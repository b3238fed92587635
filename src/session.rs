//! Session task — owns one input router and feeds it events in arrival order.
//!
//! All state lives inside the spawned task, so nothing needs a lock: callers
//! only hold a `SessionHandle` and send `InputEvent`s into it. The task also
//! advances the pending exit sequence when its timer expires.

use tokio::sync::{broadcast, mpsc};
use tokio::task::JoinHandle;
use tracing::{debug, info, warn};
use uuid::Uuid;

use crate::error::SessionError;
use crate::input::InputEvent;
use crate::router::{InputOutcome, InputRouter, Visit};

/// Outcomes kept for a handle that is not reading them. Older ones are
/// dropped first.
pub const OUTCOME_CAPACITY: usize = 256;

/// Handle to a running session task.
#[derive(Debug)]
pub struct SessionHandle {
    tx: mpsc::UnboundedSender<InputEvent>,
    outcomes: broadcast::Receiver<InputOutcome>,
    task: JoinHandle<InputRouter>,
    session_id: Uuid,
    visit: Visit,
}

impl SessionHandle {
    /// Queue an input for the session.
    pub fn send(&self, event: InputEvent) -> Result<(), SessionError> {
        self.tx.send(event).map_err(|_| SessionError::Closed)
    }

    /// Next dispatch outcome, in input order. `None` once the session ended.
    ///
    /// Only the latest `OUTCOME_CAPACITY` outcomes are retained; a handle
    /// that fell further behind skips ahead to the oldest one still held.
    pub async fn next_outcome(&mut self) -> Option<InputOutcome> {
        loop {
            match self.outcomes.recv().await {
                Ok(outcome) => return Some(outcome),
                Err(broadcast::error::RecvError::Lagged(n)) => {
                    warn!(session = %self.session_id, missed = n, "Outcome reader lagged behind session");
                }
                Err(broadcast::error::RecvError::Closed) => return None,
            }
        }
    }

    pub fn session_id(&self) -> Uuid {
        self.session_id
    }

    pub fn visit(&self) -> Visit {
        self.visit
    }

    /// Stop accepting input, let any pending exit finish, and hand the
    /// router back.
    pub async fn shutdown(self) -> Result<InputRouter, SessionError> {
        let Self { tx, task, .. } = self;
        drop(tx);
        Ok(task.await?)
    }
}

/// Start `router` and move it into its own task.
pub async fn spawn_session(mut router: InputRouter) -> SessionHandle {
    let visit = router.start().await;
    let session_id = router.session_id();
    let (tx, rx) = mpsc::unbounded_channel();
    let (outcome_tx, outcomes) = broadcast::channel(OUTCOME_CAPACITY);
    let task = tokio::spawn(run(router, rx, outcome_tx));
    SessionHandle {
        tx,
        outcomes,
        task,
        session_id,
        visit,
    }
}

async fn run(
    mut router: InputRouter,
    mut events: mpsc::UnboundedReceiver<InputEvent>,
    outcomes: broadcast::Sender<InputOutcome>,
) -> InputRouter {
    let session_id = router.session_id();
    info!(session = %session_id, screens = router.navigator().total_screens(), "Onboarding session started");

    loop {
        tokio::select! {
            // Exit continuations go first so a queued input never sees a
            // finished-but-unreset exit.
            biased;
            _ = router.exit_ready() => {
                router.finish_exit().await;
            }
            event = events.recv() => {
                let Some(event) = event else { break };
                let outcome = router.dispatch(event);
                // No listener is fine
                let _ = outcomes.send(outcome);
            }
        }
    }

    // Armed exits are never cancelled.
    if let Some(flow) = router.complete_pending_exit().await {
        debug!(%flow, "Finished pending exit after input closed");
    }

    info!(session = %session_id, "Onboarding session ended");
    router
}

===

◆ **Task item**
Where a line of the data above includes "into", copy that line.

◆ **Output of the exercise**
//! only hold a `SessionHandle` and send `InputEvent`s into it. The task also
/// Start `router` and move it into its own task.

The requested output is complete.